SOURCE MATERIAL:
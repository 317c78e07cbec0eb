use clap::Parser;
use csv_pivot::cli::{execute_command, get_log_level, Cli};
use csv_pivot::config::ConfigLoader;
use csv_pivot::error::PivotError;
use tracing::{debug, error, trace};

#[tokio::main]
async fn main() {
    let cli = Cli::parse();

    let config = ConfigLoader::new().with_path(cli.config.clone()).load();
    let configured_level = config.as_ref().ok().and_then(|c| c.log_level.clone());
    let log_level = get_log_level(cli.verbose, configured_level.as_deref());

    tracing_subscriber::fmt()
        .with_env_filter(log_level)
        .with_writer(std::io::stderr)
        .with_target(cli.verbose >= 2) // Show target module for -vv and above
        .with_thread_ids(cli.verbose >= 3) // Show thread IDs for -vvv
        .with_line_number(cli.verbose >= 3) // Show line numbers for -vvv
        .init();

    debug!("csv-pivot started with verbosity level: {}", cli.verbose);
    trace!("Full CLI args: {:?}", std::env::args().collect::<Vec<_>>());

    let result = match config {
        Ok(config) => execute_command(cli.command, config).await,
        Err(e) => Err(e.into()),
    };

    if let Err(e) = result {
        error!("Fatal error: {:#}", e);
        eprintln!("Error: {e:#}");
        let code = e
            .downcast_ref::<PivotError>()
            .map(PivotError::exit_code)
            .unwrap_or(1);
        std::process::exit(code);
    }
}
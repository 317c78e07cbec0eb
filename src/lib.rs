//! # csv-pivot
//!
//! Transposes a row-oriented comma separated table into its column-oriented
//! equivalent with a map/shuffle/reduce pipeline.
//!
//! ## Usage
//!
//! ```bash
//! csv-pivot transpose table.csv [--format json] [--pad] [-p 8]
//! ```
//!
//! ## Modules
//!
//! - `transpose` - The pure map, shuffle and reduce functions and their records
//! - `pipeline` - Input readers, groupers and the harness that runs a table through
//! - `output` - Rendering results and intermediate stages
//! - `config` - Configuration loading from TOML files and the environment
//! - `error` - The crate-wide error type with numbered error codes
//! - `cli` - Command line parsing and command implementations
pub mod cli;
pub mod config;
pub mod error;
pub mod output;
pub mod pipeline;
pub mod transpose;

TASK INSTRUCTIONS: Your answer must hold the line containing "if let Err(e)" and all lines after it in the entries above, exactly, and nothing else.

THE COMPLETED TASK:
    if let Err(e) = result {
        error!("Fatal error: {:#}", e);
        eprintln!("Error: {e:#}");
        let code = e
            .downcast_ref::<PivotError>()
            .map(PivotError::exit_code)
            .unwrap_or(1);
        std::process::exit(code);
    }
}
repository 317c78e07cbec0eb
filename src/lib.rs
//! # csv-pivot
//!
//! Transposes a row-oriented comma separated table into its column-oriented
//! equivalent with a map/shuffle/reduce pipeline.
//!
//! ## Usage
//!
//! ```bash
//! csv-pivot transpose table.csv [--format json] [--pad] [-p 8]
//! ```
//!
//! ## Modules
//!
//! - `transpose` - The pure map, shuffle and reduce functions and their records
//! - `pipeline` - Input readers, groupers and the harness that runs a table through
//! - `output` - Rendering results and intermediate stages
//! - `config` - Configuration loading from TOML files and the environment
//! - `error` - The crate-wide error type with numbered error codes
//! - `cli` - Command line parsing and command implementations
pub mod cli;
pub mod config;
pub mod error;
pub mod output;
pub mod pipeline;
pub mod transpose;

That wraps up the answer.